Leanna Creel 2014

Leanna Creel 2014, Even if there weren't three of them, each of the Creel sisters would be considered a unique girl.

After all, it isn't every day that a champion track athlete makes her school's homecoming court, or a budding actress remains as friendly and down to earth as the class clown.

But to most people, their friends included, the only thing unique about Monica, Leanna and Joy is that they are identical triplets.

"When we shut our mouths, dress alike and do our hair the same, people cannot tell us apart," said Monica, the youngest of the three by six minutes. "They tell us there is not one difference in the way we look."


Joy, 17, agrees that most people, including some of their closest friends at Sunny Hills High School in Fullerton, can't tell which sister is which. But the ones who can, she said, are the ones who care.

"The people who make an effort to know us as individuals are the ones who can tell us apart," Joy said.

Leanna, the oldest and most assertive of the sisters, said it "isn't fair" that people are constantly watching and comparing her with her sisters.

"No one understands what it's like to share your reputation, your identity, with two other people," Leanna said. "I've had to really fight to stand out, to be my own person, because we do have the same basic personalities and a lot of the same characteristics."
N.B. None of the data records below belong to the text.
//! Boolean conditions of the algebra.
//!
//! `TriBool` is the condition type returned by every `is_*` query. It has
//! exactly two inhabited states; there is no way to construct a third.
//! `NullableTriBool` is the disjoint three-state variant for conditions that
//! may be unknown.

use serde::{Deserialize, Serialize};
use std::fmt;
use std::ops::{BitAnd, BitOr, BitXor, Not};

#[derive(Debug, Clone, Copy, PartialEq, Eq, Hash, PartialOrd, Ord, Serialize, Deserialize)]
#[serde(rename_all = "snake_case")]
pub enum TriBool {
    False,
    True,
}

impl TriBool {
    pub const fn of(value: bool) -> Self {
        if value { Self::True } else { Self::False }
    }

    pub const fn to_bool(self) -> bool {
        matches!(self, Self::True)
    }

    pub const fn is_true(self) -> bool {
        self.to_bool()
    }

    pub const fn is_false(self) -> bool {
        !self.to_bool()
    }

    pub const fn negate(self) -> Self {
        match self {
            Self::True => Self::False,
            Self::False => Self::True,
        }
    }

    /// Eager conjunction.
    pub fn and(self, other: impl Into<TriBool>) -> Self {
        Self::of(self.to_bool() && other.into().to_bool())
    }

    /// Lazy conjunction: `other` only runs when `self` is true.
    pub fn and_then(self, other: impl FnOnce() -> TriBool) -> Self {
        match self {
            Self::True => other(),
            Self::False => Self::False,
        }
    }

    pub fn or(self, other: impl Into<TriBool>) -> Self {
        Self::of(self.to_bool() || other.into().to_bool())
    }

    /// Lazy disjunction: `other` only runs when `self` is false.
    pub fn or_else(self, other: impl FnOnce() -> TriBool) -> Self {
        match self {
            Self::True => Self::True,
            Self::False => other(),
        }
    }

    pub fn xor(self, other: impl Into<TriBool>) -> Self {
        Self::of(self.to_bool() != other.into().to_bool())
    }

    pub fn fold<U>(self, on_false: impl FnOnce() -> U, on_true: impl FnOnce() -> U) -> U {
        match self {
            Self::True => on_true(),
            Self::False => on_false(),
        }
    }

    pub fn if_true(self, action: impl FnOnce()) -> Self {
        if self.is_true() {
            action();
        }
        self
    }

    pub fn if_false(self, action: impl FnOnce()) -> Self {
        if self.is_false() {
            action();
        }
        self
    }
}

impl From<bool> for TriBool {
    fn from(value: bool) -> Self {
        Self::of(value)
    }
}

impl From<TriBool> for bool {
    fn from(value: TriBool) -> Self {
        value.to_bool()
    }
}

impl Not for TriBool {
    type Output = TriBool;

    fn not(self) -> Self::Output {
        self.negate()
    }
}

impl BitAnd for TriBool {
    type Output = TriBool;

    fn bitand(self, rhs: Self) -> Self::Output {
        self.and(rhs)
    }
}

impl BitOr for TriBool {
    type Output = TriBool;

    fn bitor(self, rhs: Self) -> Self::Output {
        self.or(rhs)
    }
}

impl BitXor for TriBool {
    type Output = TriBool;

    fn bitxor(self, rhs: Self) -> Self::Output {
        self.xor(rhs)
    }
}

impl fmt::Display for TriBool {
    fn fmt(&self, f: &mut fmt::Formatter<'_>) -> fmt::Result {
        write!(f, "{}", self.to_bool())
    }
}

/// A condition that may also be unknown. Disjoint from [`TriBool`]:
/// widening is total, narrowing is partial.
#[derive(Debug, Clone, Copy, PartialEq, Eq, Hash, Serialize, Deserialize)]
#[serde(rename_all = "snake_case")]
pub enum NullableTriBool {
    False,
    Unknown,
    True,
}

impl NullableTriBool {
    pub const fn from_option(value: Option<bool>) -> Self {
        match value {
            Some(true) => Self::True,
            Some(false) => Self::False,
            None => Self::Unknown,
        }
    }

    pub const fn to_option(self) -> Option<bool> {
        match self {
            Self::True => Some(true),
            Self::False => Some(false),
            Self::Unknown => None,
        }
    }

    pub const fn to_tri_bool(self) -> Option<TriBool> {
        match self {
            Self::True => Some(TriBool::True),
            Self::False => Some(TriBool::False),
            Self::Unknown => None,
        }
    }

    pub const fn is_known(self) -> bool {
        !matches!(self, Self::Unknown)
    }

    pub const fn is_true(self) -> bool {
        matches!(self, Self::True)
    }

    pub const fn is_false(self) -> bool {
        matches!(self, Self::False)
    }

    /// Unknown stays unknown; known values are negated.
    pub const fn negate(self) -> Self {
        match self {
            Self::True => Self::False,
            Self::False => Self::True,
            Self::Unknown => Self::Unknown,
        }
    }

    pub fn fold<U>(
        self,
        on_false: impl FnOnce() -> U,
        on_unknown: impl FnOnce() -> U,
        on_true: impl FnOnce() -> U,
    ) -> U {
        match self {
            Self::True => on_true(),
            Self::Unknown => on_unknown(),
            Self::False => on_false(),
        }
    }

    pub fn if_unknown(self, action: impl FnOnce()) -> Self {
        if !self.is_known() {
            action();
        }
        self
    }
}

impl From<TriBool> for NullableTriBool {
    fn from(value: TriBool) -> Self {
        match value {
            TriBool::True => Self::True,
            TriBool::False => Self::False,
        }
    }
}

impl From<Option<bool>> for NullableTriBool {
    fn from(value: Option<bool>) -> Self {
        Self::from_option(value)
    }
}

impl fmt::Display for NullableTriBool {
    fn fmt(&self, f: &mut fmt::Formatter<'_>) -> fmt::Result {
        match self {
            Self::True => write!(f, "true"),
            Self::False => write!(f, "false"),
            Self::Unknown => write!(f, "unknown"),
        }
    }
}
//! A failed check on one field of an input.

use crate::kind::ErrorKind;
use crate::problem::ProblemReport;
use crate::system::format_line;
use crate::taxonomy::{ParameterErrorKind, TaxonomyKind};
use serde::{Deserialize, Serialize};
use serde_json::Value;
use std::fmt;

#[derive(Debug, Clone, PartialEq, Serialize, Deserialize)]
#[serde(rename_all = "camelCase")]
pub struct ValidationError {
    field_path: String,
    kind: TaxonomyKind,
    #[serde(default, skip_serializing_if = "Vec::is_empty")]
    context_args: Vec<Value>,
    #[serde(default, skip_serializing_if = "Option::is_none")]
    rejected_value: Option<Value>,
    #[serde(default, skip_serializing_if = "Option::is_none")]
    error_id: Option<String>,
}

impl ValidationError {
    pub fn new(field_path: impl Into<String>, kind: impl Into<TaxonomyKind>) -> Self {
        Self {
            field_path: field_path.into(),
            kind: kind.into(),
            context_args: Vec::new(),
            rejected_value: None,
            error_id: None,
        }
    }

    /// A missing required field. Carries no rejected value.
    pub fn required(field_path: impl Into<String>) -> Self {
        Self::new(field_path, ParameterErrorKind::Required)
    }

    pub fn invalid_format(field_path: impl Into<String>, value: impl Into<Value>) -> Self {
        Self::new(field_path, ParameterErrorKind::InvalidFormat).with_rejected_value(value)
    }

    /// `max_length` is the context arg; `value` is the rejected value.
    pub fn too_long(field_path: impl Into<String>, value: impl Into<Value>, max_length: usize) -> Self {
        Self::new(field_path, ParameterErrorKind::TooLong)
            .with_context_args([Value::from(max_length)])
            .with_rejected_value(value)
    }

    pub fn too_short(field_path: impl Into<String>, value: impl Into<Value>, min_length: usize) -> Self {
        Self::new(field_path, ParameterErrorKind::TooShort)
            .with_context_args([Value::from(min_length)])
            .with_rejected_value(value)
    }

    pub fn out_of_range(
        field_path: impl Into<String>,
        value: impl Into<Value>,
        min: impl Into<Value>,
        max: impl Into<Value>,
    ) -> Self {
        Self::new(field_path, ParameterErrorKind::OutOfRange)
            .with_context_args([min.into(), max.into()])
            .with_rejected_value(value)
    }

    pub fn with_context_args(mut self, args: impl IntoIterator<Item = Value>) -> Self {
        self.context_args = args.into_iter().collect();
        self
    }

    pub fn with_rejected_value(mut self, value: impl Into<Value>) -> Self {
        self.rejected_value = Some(value.into());
        self
    }

    pub fn with_error_id(mut self, error_id: impl Into<String>) -> Self {
        self.error_id = Some(error_id.into());
        self
    }

    pub fn with_generated_id(self) -> Self {
        let error_id = self.kind.generate_error_id_now();
        self.with_error_id(error_id)
    }

    pub fn field_path(&self) -> &str {
        &self.field_path
    }

    pub fn kind(&self) -> TaxonomyKind {
        self.kind
    }

    pub fn context_args(&self) -> &[Value] {
        &self.context_args
    }

    pub fn rejected_value(&self) -> Option<&Value> {
        self.rejected_value.as_ref()
    }

    pub fn error_id(&self) -> Option<&str> {
        self.error_id.as_deref()
    }

    pub fn code(&self) -> &'static str {
        self.kind.code()
    }

    pub fn type_number(&self) -> u32 {
        self.kind.type_number()
    }

    pub fn suggested_status(&self) -> u16 {
        self.kind.suggested_status()
    }

    /// The formatted message, without the field path.
    pub fn message(&self) -> String {
        self.kind.format_message(&self.context_args)
    }

    pub fn format(&self) -> String {
        format_line(
            self.code(),
            self.error_id(),
            &format!("{}: {}", self.field_path, self.message()),
            self.rejected_value(),
            "rejected value",
        )
    }

    pub fn to_problem_report(&self) -> ProblemReport {
        self.kind.to_problem_report(
            Some(format!("{}: {}", self.field_path, self.message())),
            None,
        )
    }
}

impl fmt::Display for ValidationError {
    fn fmt(&self, f: &mut fmt::Formatter<'_>) -> fmt::Result {
        f.write_str(&self.format())
    }
}

impl std::error::Error for ValidationError {}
One area in which the triplets don't mind being one another's clone is in show business. In the summer, when Joy was a foreign exchange student in Denmark, Monica and Leanna taped an appearance as twin cheerleaders on the ABC TV series "Growing Pains."

"Leanna and I had a good time doing the show," Monica said.

"It wasn't that stressful of a job actually," she continued, making reference to their characters, the Schwartz twins, who made two brief appearances, during which their only lines consisted of high school cheers.

It wasn't the girls' first appearance before the camera--all three were in a Nissan commercial a year ago and before that, they spent more than 200 hours each acting in a Cal Arts student film--and it won't be their last.

The triplets are taking acting lessons and attending workshops in preparation for roles in a Walt Disney Productions made-for-TV movie.

The Creels, realizing their fortune in missing out on the endless job hunting and interviews that the average young actress goes through, are thankful and point to a higher source.

"God has just set everything up for us," Leanna said. "The parts we got just turned up, we didn't go searching for them. And the (movie) company we've had to deal with doesn't ask us to sacrifice our values. It's as clean-cut as we are."

The marketability of triplets is another reason for their success, and this is not lost on the girls.

"It's really just because we're a novelty," Joy said. "If we weren't triplets, we wouldn't be making it."

Leanna explained that the family had been approached by agents when the girls were younger, but their parents, Christine and Winston Creel, wanted them to "be normal."


"If we've turned out semi-normal, it's because of our mom and dad," Leanna insisted.

Until the Creels' agent decided the girls should get the same haircuts, their mother had always tried to dress them differently and give them different hair styles.

"All through this Hollywood thing, we told them that even though they have to look the same on the outside, they can be as different as they want on the inside," Christine said.

All three sisters are outgoing, friendly and extremely talkative. Joy said they were obliged to develop the latter quality at a young age, fighting for their parents' attention.

"I'd come home from school and say, 'Mom, guess what?' like all kids do when they want to tell about their day," she said. "But my mom, who'd just seen Leanna and Monica, would say, 'I already know.' So we all talk a lot and very fast."

Getting attention is one thing none of the Creels are shy about, which helps them when they're in front of the camera.

"Acting is something that fits all our personalities, and I like being in front of the camera and having the attention focused on me," Joy said. "We all do."

The Creels also get along better when they are acting because they all play different roles and can help one another.

"If we go into the studio fighting and yelling, we always come out laughing and talking," Leanna said. "It's brought us closer together."

When it comes to dating, however, the Creels' tastes are far from close.

"I date mostly surfers, the laid-back, athletic type," Leanna said. "You can't categorize Joy's boyfriends. She just wants to have fun, and she goes out of her way not to get serious. But Monica follows her heart, she really falls in love."

Athough Monica can see "some truth" in that statement, she insisted that she doesn't fall in love blindly. "I like a guy who has some inner qualities, some moral beliefs," she said. "He has to be sensitive and dedicated to something."